From the line below that contains "to HTTP responses." to the line that contains "fn into_response(self) ->", repeat every line exactly, both ends included, and nothing else.
(Beginning of Given data)
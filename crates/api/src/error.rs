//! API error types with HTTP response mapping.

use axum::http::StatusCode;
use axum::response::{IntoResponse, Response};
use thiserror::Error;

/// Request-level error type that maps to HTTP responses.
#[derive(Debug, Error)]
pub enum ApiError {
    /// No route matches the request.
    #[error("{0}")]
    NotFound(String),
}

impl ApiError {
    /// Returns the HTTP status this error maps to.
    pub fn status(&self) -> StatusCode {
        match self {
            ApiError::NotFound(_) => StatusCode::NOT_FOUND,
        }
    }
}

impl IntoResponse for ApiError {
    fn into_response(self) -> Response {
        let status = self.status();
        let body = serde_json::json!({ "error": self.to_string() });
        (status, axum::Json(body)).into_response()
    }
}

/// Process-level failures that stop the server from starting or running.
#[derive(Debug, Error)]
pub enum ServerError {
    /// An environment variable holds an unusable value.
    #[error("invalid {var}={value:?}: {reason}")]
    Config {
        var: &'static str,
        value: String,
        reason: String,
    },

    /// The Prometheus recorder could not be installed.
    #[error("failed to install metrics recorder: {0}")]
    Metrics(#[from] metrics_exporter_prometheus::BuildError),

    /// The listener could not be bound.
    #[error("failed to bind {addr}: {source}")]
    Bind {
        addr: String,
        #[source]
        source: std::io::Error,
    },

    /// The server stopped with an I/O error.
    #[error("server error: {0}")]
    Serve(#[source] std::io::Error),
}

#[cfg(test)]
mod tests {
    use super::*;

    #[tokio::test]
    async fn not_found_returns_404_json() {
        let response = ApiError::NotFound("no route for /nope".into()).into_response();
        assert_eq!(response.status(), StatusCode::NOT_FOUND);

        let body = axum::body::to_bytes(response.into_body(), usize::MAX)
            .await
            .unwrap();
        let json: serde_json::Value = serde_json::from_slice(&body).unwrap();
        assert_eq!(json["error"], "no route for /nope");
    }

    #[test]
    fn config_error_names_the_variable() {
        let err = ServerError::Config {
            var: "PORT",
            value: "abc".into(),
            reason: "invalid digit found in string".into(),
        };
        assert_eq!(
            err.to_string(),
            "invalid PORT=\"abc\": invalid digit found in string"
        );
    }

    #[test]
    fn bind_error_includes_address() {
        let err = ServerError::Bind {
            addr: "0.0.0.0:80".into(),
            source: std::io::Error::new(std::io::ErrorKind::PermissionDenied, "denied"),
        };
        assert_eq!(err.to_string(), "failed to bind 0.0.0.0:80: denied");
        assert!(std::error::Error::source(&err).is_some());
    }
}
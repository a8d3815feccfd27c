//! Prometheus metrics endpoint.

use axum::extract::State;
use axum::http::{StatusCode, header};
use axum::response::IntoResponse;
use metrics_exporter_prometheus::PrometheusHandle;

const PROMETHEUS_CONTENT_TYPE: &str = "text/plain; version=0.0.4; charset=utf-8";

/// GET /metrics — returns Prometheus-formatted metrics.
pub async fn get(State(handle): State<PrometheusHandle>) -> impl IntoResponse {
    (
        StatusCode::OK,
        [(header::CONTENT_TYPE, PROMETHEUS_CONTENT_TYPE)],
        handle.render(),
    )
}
(End of Given data)
Your solution:
/// Request-level error type that maps to HTTP responses.
#[derive(Debug, Error)]
pub enum ApiError {
    /// No route matches the request.
    #[error("{0}")]
    NotFound(String),
}

impl ApiError {
    /// Returns the HTTP status this error maps to.
    pub fn status(&self) -> StatusCode {
        match self {
            ApiError::NotFound(_) => StatusCode::NOT_FOUND,
        }
    }
}

impl IntoResponse for ApiError {
    fn into_response(self) -> Response {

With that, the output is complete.